This is a digest of the updates from several weeks of changelogs which are published upstream. This is an incomplete list as I've cherry-picked just the changes which I think will be of significant interest to end-users of Wikimedia's phabricator. Please see the upstream changelogs for a detailed overview of everything that's changed recently.

General

Bulk Editor

https://secure.phabricator.com/T13025 The bulk editor (previously sometimes called the "batch editor") has been rebuilt on top of modern infrastructure (EditEngine) and a number of bugs have been fixed.

You can now modify the set of objects being edited from the editor screen, and a wider range of fields (including "points" and some custom fields) are supported. The bulk editor should also handle edits of workboard columns with large numbers of items more gracefully.

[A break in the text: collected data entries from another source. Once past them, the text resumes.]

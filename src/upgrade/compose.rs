//! Builder for the container orchestration commands of an update.
//!
//! Every command runs through the container CLI configured as `DOCKER_BIN`
//! with the deployment directory as working directory, so the compose
//! project there is the one acted upon.
//!
//! # Examples
//!
//! ```rust,ignore
//! use immich_autoupdate::upgrade::compose::ComposeCommand;
//!
//! # async fn example() -> anyhow::Result<()> {
//! ComposeCommand::pull("docker")
//!     .current_dir("/opt/immich")
//!     .with_context("Pulling images")
//!     .execute()
//!     .await?;
//! # Ok(())
//! # }
//! ```

use anyhow::Result;
use std::path::{Path, PathBuf};
use std::process::Stdio;
use std::time::Duration;
use tokio::io::{AsyncBufReadExt, AsyncRead, BufReader};
use tokio::process::Command;
use tokio::time::timeout;

use crate::constants::DEFAULT_COMPOSE_TIMEOUT;
use crate::core::UpdaterError;

/// Fluent builder for a single container CLI invocation.
///
/// Output is written to the log line by line while the command runs, and
/// also returned once it exits. The child is killed if the future is
/// dropped, which happens on timeout and when a termination signal
/// interrupts the run.
pub struct ComposeCommand {
    /// Container CLI executable
    program: PathBuf,
    /// Arguments (e.g. `["compose", "pull"]`)
    args: Vec<String>,
    /// Working directory, normally the deployment directory
    current_dir: Option<PathBuf>,
    /// Maximum run time (None = no timeout)
    timeout_duration: Option<Duration>,
    /// Label used in log lines
    context: Option<String>,
}

/// Captured output of a finished command.
#[derive(Debug, Clone, Default)]
pub struct ComposeOutput {
    /// Standard output
    pub stdout: String,
    /// Standard error
    pub stderr: String,
}

impl ComposeCommand {
    /// Create a command for `program` with no arguments and the default timeout.
    pub fn new(program: impl Into<PathBuf>) -> Self {
        Self {
            program: program.into(),
            args: Vec::new(),
            current_dir: None,
            timeout_duration: Some(DEFAULT_COMPOSE_TIMEOUT),
            context: None,
        }
    }

    /// Set the working directory.
    pub fn current_dir(mut self, dir: impl AsRef<Path>) -> Self {
        self.current_dir = Some(dir.as_ref().to_path_buf());
        self
    }

    /// Add a single argument.
    pub fn arg(mut self, arg: impl Into<String>) -> Self {
        self.args.push(arg.into());
        self
    }

    /// Add several arguments.
    pub fn args<I, S>(mut self, args: I) -> Self
    where
        I: IntoIterator<Item = S>,
        S: Into<String>,
    {
        self.args.extend(args.into_iter().map(Into::into));
        self
    }

    /// Set a custom timeout (None for no timeout).
    pub const fn with_timeout(mut self, duration: Option<Duration>) -> Self {
        self.timeout_duration = duration;
        self
    }

    /// Label the command in log lines and error messages.
    pub fn with_context(mut self, context: impl Into<String>) -> Self {
        self.context = Some(context.into());
        self
    }

    fn command_line(&self) -> String {
        let mut line = self.program.display().to_string();
        for arg in &self.args {
            line.push(' ');
            line.push_str(arg);
        }
        line
    }

    fn step(&self) -> String {
        self.context.clone().unwrap_or_else(|| self.command_line())
    }

    fn failure(&self, reason: impl Into<String>) -> UpdaterError {
        UpdaterError::UpdateCommandFailed {
            step: self.step(),
            reason: reason.into(),
        }
    }

    /// Run the command to completion.
    ///
    /// # Errors
    ///
    /// Returns [`UpdaterError::UpdateCommandFailed`] if the working directory
    /// is missing, the program cannot be started, the timeout elapses, or
    /// the command exits non-zero.
    pub async fn execute(self) -> Result<ComposeOutput> {
        let start = std::time::Instant::now();
        let command_line = self.command_line();

        if let Some(dir) = &self.current_dir
            && !dir.is_dir()
        {
            return Err(self.failure(format!("directory {} does not exist", dir.display())).into());
        }

        let mut cmd = Command::new(&self.program);
        cmd.args(&self.args)
            .stdin(Stdio::null())
            .stdout(Stdio::piped())
            .stderr(Stdio::piped())
            .kill_on_drop(true);
        if let Some(dir) = &self.current_dir {
            cmd.current_dir(dir);
        }

        match &self.context {
            Some(ctx) => tracing::info!(target: "compose", "({ctx}) Running: {command_line}"),
            None => tracing::info!(target: "compose", "Running: {command_line}"),
        }

        let mut child = cmd
            .spawn()
            .map_err(|e| self.failure(format!("failed to start {command_line}: {e}")))?;
        let stdout = child.stdout.take();
        let stderr = child.stderr.take();

        // Compose reports progress on stderr, so both streams go to the log
        let run = async {
            tokio::join!(stream_lines(stdout), stream_lines(stderr), child.wait())
        };

        let (stdout, stderr, status) = match self.timeout_duration {
            Some(duration) => match timeout(duration, run).await {
                Ok(finished) => finished,
                Err(_) => {
                    tracing::warn!(
                        target: "compose",
                        "Command timed out after {} seconds: {command_line}",
                        duration.as_secs()
                    );
                    return Err(self
                        .failure(format!("timed out after {}s", duration.as_secs()))
                        .into());
                }
            },
            None => run.await,
        };

        let status =
            status.map_err(|e| self.failure(format!("failed to wait for {command_line}: {e}")))?;

        if !status.success() {
            let code = status
                .code()
                .map_or_else(|| "signal".to_string(), |code| code.to_string());
            let detail = stderr.lines().rev().find(|line| !line.trim().is_empty());
            let reason = match detail {
                Some(detail) => format!("exit code {code}: {}", detail.trim()),
                None => format!("exit code {code}"),
            };
            return Err(self.failure(reason).into());
        }

        let elapsed = start.elapsed();
        tracing::debug!(
            target: "compose::perf",
            "{} took {:.2}s",
            self.step(),
            elapsed.as_secs_f64()
        );

        Ok(ComposeOutput {
            stdout,
            stderr,
        })
    }

    /// Execute and discard the output.
    pub async fn execute_success(self) -> Result<()> {
        self.execute().await?;
        Ok(())
    }
}

/// Forward every line of `reader` to the log and return everything read.
async fn stream_lines<R>(reader: Option<R>) -> String
where
    R: AsyncRead + Unpin,
{
    let Some(reader) = reader else {
        return String::new();
    };

    let mut collected = String::new();
    let mut lines = BufReader::new(reader).lines();
    loop {
        match lines.next_line().await {
            Ok(Some(line)) => {
                let trimmed = line.trim_end();
                if !trimmed.is_empty() {
                    tracing::info!(target: "compose", "{trimmed}");
                }
                collected.push_str(&line);
                collected.push('\n');
            }
            Ok(None) => break,
            Err(e) => {
                tracing::debug!(target: "compose", "Stopped reading command output: {e}");
                break;
            }
        }
    }
    collected
}

// Convenience builders for the update steps

impl ComposeCommand {
    /// `compose pull`: download the images referenced by the project.
    pub fn pull(program: impl Into<PathBuf>) -> Self {
        Self::new(program).args(["compose", "pull"]).with_context("compose pull")
    }

    /// `compose up -d`: recreate containers whose image changed.
    pub fn up(program: impl Into<PathBuf>) -> Self {
        Self::new(program).args(["compose", "up", "-d"]).with_context("compose up")
    }

    /// `image prune -a -f --filter until=<hours>h`: remove unused images.
    pub fn prune_images(program: impl Into<PathBuf>, older_than_hours: u64) -> Self {
        Self::new(program)
            .args(["image", "prune", "-a", "-f", "--filter"])
            .arg(format!("until={older_than_hours}h"))
            .with_context("image prune")
    }
}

Bulk edits can now be made silently (suppressing notifications, feed stories, and email) with bin/bulk make-silent. The need to run a command-line tool is a little clumsy and is likely to become easier in a future version of Phabricator, but the ability to act silently could help an attacker who compromised an account avoid discovery for an extended period of time.

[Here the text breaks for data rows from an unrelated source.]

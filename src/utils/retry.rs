//! Fixed-interval retry helper shared by the release and status fetchers.

use std::fmt::Display;
use std::future::Future;
use std::time::Duration;
use tokio_retry::strategy::FixedInterval;
use tracing::{debug, warn};

use crate::constants::{DEFAULT_RETRY_ATTEMPTS, DEFAULT_RETRY_DELAY};

/// How often and how patiently to retry a remote call.
#[derive(Debug, Clone, Copy, PartialEq, Eq)]
pub struct RetryPolicy {
    /// Total attempts, including the first one. Always at least 1.
    pub max_attempts: usize,
    /// Sleep between two attempts.
    pub delay: Duration,
}

impl Default for RetryPolicy {
    fn default() -> Self {
        Self {
            max_attempts: DEFAULT_RETRY_ATTEMPTS,
            delay: DEFAULT_RETRY_DELAY,
        }
    }
}

impl RetryPolicy {
    /// Create a policy; `max_attempts` is clamped to at least 1.
    #[must_use]
    pub fn new(max_attempts: usize, delay: Duration) -> Self {
        Self {
            max_attempts: max_attempts.max(1),
            delay,
        }
    }
}

/// Returned when every attempt failed or was rejected.
#[derive(Debug, Clone, PartialEq, Eq)]
pub struct RetryExhausted {
    /// Attempts made
    pub attempts: usize,
    /// Description of the last failure
    pub last_error: String,
}

/// Run `action` until it yields a value that `accept` approves, sleeping
/// `policy.delay` between attempts.
///
/// Errors and rejected values are treated the same way: both consume an
/// attempt. The label is only used for log lines.
///
/// # Errors
///
/// Returns [`RetryExhausted`] with the last failure once `policy.max_attempts`
/// attempts have been made.
pub async fn retry_until<T, E, F, Fut, P>(
    policy: &RetryPolicy,
    label: &str,
    mut action: F,
    accept: P,
) -> Result<T, RetryExhausted>
where
    F: FnMut() -> Fut,
    Fut: Future<Output = Result<T, E>>,
    E: Display,
    P: Fn(&T) -> bool,
{
    let max_attempts = policy.max_attempts.max(1);
    let mut delays = FixedInterval::new(policy.delay).take(max_attempts - 1);
    let mut attempt = 0;

    loop {
        attempt += 1;
        debug!("{label}: attempt {attempt}/{max_attempts}");

        let failure = match action().await {
            Ok(value) if accept(&value) => return Ok(value),
            Ok(_) => "empty or unusable response".to_string(),
            Err(e) => format!("{e:#}"),
        };

        match delays.next() {
            Some(delay) => {
                warn!(
                    "{label}: attempt {attempt}/{max_attempts} failed ({failure}), retrying in {}s",
                    delay.as_secs()
                );
                tokio::time::sleep(delay).await;
            }
            None => {
                return Err(RetryExhausted {
                    attempts: attempt,
                    last_error: failure,
                });
            }
        }
    }
}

Edits which were made silently show an icon in the timeline view to make it easier to identify them.

Webhooks

Herald now supports formally defining webhooks. You can configure webhooks in "firehose" mode (so they receive all events) or use Herald rules to call them when certain conditions are met.

Mail Stamps

Several users have requested a way to differentiate notifications triggered by an @mention from the deluge of regular task subscription notification emails. This feature should provide a very good solution. See T150766 for one such request.

Mail now supports "mail stamps" to make it easier to use client rules to route or flag mail. Stamps are pieces of standardized metadata attached to mail in a machine-parseable format, like "FRAGILE" or "RETURN TO SENDER" might be stamped on a package.

By default, stamps are available in the X-Phabricator-Stamps header. You can also enable them in the mail body by changing the Settings → Email Format → Send Stamps setting. This may be useful if you use a client like Gmail which can not act on mail headers.

Stamps provide more comprehensive information about object and change state than was previously available, and you can now highlight important mail which has stamps like mention(@alice) or reviewer(@alice).

See https://secure.phabricator.com/T13069 for additional discussion and plans for this feature.

Mute

You can now Mute Notifications for any object which supports subscriptions. This action is available in the right-hand column under Subscribe. Muting notifications for an object stops you from receiving mail from that object, except for mail triggered by Send me an email rules in Herald.

This feature is "on probation" and may be removed in the future if it proves more confusing than useful.

See https://secure.phabricator.com/T13068 for some discussion.

Task Close Date

Maniphest now explicitly tracks a closed date (and closing actor) for tasks. This data will be built retroactively by a migration during the upgrade. This will take a little while if you have a lot of tasks (see "Migrations" below).

The Maniphest search UI can now order by close date and filter tasks closed between particular dates or closed by certain users. The maniphest.search API has similar support, and returns this data in result sets. This data is also now available via Export Data.

For closed tasks, the main task list view now shows a checkmark icon and the close date. For open tasks, the view retains the old behavior (no icon, modified date).

Require secure mail

Herald rules can now Require secure mail. You can use this action to prevent discussion of sensitive objects (like security bugfixes) from being transmitted via email.

To use this feature, you'll generally write a Herald rule like this:

Global Rule for Revisions
When: 
[ Projects ][ include ][ Security Fix ]
Take actions:
[ Require secure mail ]

Users will still be notified that the corresponding object has been updated, but will have to follow a link in the mail to view details over HTTPS.

This may be useful if you use mailing lists with wide distributions or model sophisticated attackers as threats.

Note that this action is currently not stateful: the rule must keep matching every update to keep the object under wraps. This may change in the future. This flag may also support continuing to send mail content if GPG is configured in some future release.

I expect that we will utilize this feature to improve the secrecy of critical security bugs which are kept private until a security patch has been released.

Minor

• Slightly reduced the level of bleeding/explosions on the Maniphest burnup chart.
• Added date range filtering to activity logs, pull logs, and push logs.
• Push logs are now more human readable.
• "Assign to" should now work properly in the bulk editor.
• Fixed an issue with comment actions that affect numeric fields like "Points" in Maniphest.
• maniphest.edit should now accept null to unassign a task, as suggested by the documentation.
• GitLFS over SSH no longer fatals on a bad getUser() call.
• Commits and revisions may now Reverts <commit|revision> one another, and reverting or reverted changes are shown more clearly in the timeline.